Task description: Using the data beneath this instruction, retype only the lines from the one that contains "#[derive(Debug, Clone)]" down to the one that contains "play <query or url>[, ...]", both included, exactly as they appear.

Stored data:
╔══

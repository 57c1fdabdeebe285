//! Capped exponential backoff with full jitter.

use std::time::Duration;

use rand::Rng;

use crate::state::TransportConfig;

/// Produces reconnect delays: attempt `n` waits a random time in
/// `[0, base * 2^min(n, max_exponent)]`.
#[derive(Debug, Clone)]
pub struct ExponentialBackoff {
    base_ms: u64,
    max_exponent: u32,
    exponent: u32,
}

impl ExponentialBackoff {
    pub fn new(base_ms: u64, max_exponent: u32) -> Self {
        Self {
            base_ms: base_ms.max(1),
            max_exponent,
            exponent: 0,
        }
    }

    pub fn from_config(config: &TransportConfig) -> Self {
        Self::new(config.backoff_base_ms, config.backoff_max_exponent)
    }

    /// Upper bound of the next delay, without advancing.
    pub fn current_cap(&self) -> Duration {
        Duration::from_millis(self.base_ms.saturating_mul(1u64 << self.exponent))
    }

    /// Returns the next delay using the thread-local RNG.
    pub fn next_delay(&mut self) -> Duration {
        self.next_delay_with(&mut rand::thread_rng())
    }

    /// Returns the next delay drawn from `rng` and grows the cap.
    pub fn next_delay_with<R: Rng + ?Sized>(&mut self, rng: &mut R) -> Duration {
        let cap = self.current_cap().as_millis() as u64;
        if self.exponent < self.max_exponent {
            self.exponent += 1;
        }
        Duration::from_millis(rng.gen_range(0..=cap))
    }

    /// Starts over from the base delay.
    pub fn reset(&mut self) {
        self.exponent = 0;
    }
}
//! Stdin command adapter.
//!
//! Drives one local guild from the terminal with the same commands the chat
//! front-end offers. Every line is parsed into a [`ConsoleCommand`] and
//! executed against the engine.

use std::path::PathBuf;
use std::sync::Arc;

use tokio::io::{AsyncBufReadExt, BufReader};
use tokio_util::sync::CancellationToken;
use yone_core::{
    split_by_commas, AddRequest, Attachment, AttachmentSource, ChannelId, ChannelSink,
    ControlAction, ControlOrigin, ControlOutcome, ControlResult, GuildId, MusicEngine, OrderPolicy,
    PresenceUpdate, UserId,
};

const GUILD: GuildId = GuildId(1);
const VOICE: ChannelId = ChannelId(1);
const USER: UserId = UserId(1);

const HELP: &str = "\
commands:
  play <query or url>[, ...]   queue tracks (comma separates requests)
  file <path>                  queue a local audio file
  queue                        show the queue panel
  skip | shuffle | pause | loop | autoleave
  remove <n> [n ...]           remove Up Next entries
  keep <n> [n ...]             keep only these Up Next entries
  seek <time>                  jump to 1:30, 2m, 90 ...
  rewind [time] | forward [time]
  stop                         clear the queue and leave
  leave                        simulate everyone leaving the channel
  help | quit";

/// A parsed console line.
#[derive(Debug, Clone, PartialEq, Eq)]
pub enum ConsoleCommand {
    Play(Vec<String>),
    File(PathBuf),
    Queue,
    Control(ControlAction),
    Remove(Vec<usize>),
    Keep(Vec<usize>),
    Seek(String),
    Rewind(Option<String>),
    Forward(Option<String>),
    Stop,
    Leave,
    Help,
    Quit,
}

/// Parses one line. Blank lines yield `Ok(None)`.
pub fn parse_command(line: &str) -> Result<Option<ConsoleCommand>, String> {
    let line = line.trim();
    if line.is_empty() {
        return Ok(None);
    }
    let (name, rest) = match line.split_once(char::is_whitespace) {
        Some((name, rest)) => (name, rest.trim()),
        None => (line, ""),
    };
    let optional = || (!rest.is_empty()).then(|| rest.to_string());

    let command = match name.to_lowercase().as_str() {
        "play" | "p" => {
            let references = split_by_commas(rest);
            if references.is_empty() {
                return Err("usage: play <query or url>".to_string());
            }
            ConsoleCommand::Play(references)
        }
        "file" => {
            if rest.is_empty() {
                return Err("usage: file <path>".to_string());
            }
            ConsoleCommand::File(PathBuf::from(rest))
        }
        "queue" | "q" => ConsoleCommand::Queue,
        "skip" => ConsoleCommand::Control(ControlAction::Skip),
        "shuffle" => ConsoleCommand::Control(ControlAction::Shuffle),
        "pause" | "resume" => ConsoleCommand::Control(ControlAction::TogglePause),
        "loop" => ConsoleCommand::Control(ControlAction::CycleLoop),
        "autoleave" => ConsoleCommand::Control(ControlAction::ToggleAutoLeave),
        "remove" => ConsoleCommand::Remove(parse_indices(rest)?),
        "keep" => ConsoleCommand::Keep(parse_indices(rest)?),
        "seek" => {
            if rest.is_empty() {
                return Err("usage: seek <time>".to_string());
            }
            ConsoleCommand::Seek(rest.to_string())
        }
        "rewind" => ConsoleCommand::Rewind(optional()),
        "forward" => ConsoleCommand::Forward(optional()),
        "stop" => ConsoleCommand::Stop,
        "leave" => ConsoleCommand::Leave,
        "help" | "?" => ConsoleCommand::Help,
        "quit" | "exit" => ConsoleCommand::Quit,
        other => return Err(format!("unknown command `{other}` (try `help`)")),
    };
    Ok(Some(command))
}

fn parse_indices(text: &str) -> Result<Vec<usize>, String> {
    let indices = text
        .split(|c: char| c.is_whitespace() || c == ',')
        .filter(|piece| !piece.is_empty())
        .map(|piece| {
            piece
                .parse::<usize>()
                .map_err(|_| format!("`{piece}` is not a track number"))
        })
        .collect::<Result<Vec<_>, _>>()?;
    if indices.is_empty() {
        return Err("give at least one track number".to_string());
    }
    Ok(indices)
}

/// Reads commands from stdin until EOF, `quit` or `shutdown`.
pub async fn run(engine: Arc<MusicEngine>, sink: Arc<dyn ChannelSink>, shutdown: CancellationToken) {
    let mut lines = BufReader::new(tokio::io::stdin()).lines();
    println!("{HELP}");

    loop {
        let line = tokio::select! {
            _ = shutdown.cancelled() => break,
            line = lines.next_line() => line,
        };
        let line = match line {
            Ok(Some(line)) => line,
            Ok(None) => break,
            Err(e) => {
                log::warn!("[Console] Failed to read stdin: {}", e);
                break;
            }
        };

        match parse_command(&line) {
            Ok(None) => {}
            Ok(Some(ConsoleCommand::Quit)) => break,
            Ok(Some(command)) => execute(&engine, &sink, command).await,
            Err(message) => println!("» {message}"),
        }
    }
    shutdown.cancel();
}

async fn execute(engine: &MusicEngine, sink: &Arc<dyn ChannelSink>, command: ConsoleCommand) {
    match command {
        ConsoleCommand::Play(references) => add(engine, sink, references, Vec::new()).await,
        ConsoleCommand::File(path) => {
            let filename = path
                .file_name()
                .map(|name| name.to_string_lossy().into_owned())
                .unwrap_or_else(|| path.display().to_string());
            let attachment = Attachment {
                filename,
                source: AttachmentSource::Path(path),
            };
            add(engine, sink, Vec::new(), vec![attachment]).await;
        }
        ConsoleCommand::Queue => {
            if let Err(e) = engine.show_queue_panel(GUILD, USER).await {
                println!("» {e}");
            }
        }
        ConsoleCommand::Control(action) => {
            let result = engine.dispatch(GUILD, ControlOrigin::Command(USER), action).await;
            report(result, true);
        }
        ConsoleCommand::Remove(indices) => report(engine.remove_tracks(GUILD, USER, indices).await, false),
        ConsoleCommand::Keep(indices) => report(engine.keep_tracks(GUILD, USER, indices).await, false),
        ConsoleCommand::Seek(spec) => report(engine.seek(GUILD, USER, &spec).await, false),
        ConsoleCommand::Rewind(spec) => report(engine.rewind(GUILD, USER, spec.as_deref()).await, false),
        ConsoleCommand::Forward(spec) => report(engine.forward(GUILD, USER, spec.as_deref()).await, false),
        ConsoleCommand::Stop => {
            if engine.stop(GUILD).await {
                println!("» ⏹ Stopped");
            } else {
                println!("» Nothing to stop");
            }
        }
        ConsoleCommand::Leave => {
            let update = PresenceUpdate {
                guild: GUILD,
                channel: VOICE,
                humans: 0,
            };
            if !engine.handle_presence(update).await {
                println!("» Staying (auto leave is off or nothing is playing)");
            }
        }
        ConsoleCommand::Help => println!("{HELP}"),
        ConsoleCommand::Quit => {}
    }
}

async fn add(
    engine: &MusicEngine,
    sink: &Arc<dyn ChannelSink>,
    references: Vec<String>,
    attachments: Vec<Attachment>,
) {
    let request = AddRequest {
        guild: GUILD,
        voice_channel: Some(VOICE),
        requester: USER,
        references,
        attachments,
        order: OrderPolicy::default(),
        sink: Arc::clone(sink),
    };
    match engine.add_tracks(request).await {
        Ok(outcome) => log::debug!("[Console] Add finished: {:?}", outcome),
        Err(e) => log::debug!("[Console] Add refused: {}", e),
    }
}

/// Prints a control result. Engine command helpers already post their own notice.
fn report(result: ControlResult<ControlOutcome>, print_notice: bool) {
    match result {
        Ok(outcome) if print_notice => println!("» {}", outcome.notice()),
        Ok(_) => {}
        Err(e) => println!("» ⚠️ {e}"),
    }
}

╚══

Output:
#[derive(Debug, Clone)]
pub struct ExponentialBackoff {
    base_ms: u64,
    max_exponent: u32,
    exponent: u32,
}

impl ExponentialBackoff {
    pub fn new(base_ms: u64, max_exponent: u32) -> Self {
        Self {
            base_ms: base_ms.max(1),
            max_exponent,
            exponent: 0,
        }
    }

    pub fn from_config(config: &TransportConfig) -> Self {
        Self::new(config.backoff_base_ms, config.backoff_max_exponent)
    }

    /// Upper bound of the next delay, without advancing.
    pub fn current_cap(&self) -> Duration {
        Duration::from_millis(self.base_ms.saturating_mul(1u64 << self.exponent))
    }

    /// Returns the next delay using the thread-local RNG.
    pub fn next_delay(&mut self) -> Duration {
        self.next_delay_with(&mut rand::thread_rng())
    }

    /// Returns the next delay drawn from `rng` and grows the cap.
    pub fn next_delay_with<R: Rng + ?Sized>(&mut self, rng: &mut R) -> Duration {
        let cap = self.current_cap().as_millis() as u64;
        if self.exponent < self.max_exponent {
            self.exponent += 1;
        }
        Duration::from_millis(rng.gen_range(0..=cap))
    }

    /// Starts over from the base delay.
    pub fn reset(&mut self) {
        self.exponent = 0;
    }
}
//! Stdin command adapter.
//!
//! Drives one local guild from the terminal with the same commands the chat
//! front-end offers. Every line is parsed into a [`ConsoleCommand`] and
//! executed against the engine.

use std::path::PathBuf;
use std::sync::Arc;

use tokio::io::{AsyncBufReadExt, BufReader};
use tokio_util::sync::CancellationToken;
use yone_core::{
    split_by_commas, AddRequest, Attachment, AttachmentSource, ChannelId, ChannelSink,
    ControlAction, ControlOrigin, ControlOutcome, ControlResult, GuildId, MusicEngine, OrderPolicy,
    PresenceUpdate, UserId,
};

const GUILD: GuildId = GuildId(1);
const VOICE: ChannelId = ChannelId(1);
const USER: UserId = UserId(1);

const HELP: &str = "\
commands:
  play <query or url>[, ...]   queue tracks (comma separates requests)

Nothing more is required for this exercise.